→ EXERCISE INSTRUCTIONS: Copy out each line of the material in which the word "merge" appears.

→ MATERIAL SUPPLIED:
★ ★ ★ ★ ★ ★ ★

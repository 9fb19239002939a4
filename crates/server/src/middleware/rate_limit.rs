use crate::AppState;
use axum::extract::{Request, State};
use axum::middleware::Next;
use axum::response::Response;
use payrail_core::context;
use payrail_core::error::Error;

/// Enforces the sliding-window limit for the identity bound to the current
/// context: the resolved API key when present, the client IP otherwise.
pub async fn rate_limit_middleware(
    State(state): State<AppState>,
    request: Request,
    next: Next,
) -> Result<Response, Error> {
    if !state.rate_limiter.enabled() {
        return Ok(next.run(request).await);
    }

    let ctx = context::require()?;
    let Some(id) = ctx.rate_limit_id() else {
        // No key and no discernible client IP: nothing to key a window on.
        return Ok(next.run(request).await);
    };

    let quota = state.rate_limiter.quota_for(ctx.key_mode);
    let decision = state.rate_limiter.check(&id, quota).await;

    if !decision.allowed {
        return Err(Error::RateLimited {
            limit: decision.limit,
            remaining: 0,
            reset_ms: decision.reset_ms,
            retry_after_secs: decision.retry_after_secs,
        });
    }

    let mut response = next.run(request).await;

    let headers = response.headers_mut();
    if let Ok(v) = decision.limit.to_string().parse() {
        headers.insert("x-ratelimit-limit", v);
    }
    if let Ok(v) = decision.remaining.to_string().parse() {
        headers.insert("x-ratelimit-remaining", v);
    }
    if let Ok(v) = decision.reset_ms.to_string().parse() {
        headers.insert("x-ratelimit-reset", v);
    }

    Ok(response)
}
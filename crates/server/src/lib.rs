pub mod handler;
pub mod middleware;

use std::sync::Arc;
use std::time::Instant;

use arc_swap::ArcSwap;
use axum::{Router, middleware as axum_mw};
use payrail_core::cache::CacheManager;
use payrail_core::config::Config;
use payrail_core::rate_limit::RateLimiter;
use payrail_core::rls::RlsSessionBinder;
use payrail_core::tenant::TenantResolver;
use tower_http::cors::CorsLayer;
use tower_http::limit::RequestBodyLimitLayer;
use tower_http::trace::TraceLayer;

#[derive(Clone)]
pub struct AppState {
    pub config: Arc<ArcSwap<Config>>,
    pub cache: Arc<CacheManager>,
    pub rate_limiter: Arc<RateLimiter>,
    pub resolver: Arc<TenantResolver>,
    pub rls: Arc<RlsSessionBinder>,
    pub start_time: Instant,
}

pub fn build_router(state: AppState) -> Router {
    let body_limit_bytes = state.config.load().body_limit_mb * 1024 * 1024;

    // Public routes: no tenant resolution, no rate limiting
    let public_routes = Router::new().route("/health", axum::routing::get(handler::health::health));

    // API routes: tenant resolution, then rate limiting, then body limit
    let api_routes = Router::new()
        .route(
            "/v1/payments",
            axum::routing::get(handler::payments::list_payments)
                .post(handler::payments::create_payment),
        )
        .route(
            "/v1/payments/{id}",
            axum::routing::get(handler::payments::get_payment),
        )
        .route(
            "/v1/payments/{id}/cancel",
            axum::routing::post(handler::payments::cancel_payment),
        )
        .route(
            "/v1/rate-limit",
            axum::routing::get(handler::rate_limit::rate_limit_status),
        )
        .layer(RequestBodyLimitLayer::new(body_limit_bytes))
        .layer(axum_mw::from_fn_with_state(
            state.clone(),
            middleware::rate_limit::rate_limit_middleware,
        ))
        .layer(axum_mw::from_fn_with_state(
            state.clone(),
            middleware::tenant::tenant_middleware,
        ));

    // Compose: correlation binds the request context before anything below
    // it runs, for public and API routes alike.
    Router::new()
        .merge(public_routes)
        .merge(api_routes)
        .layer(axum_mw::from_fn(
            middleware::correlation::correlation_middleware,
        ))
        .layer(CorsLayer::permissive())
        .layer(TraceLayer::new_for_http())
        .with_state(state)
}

★ ★ ★ ★ ★ ★ ★

→ EXERCISE RESULT:
        .merge(public_routes)
        .merge(api_routes)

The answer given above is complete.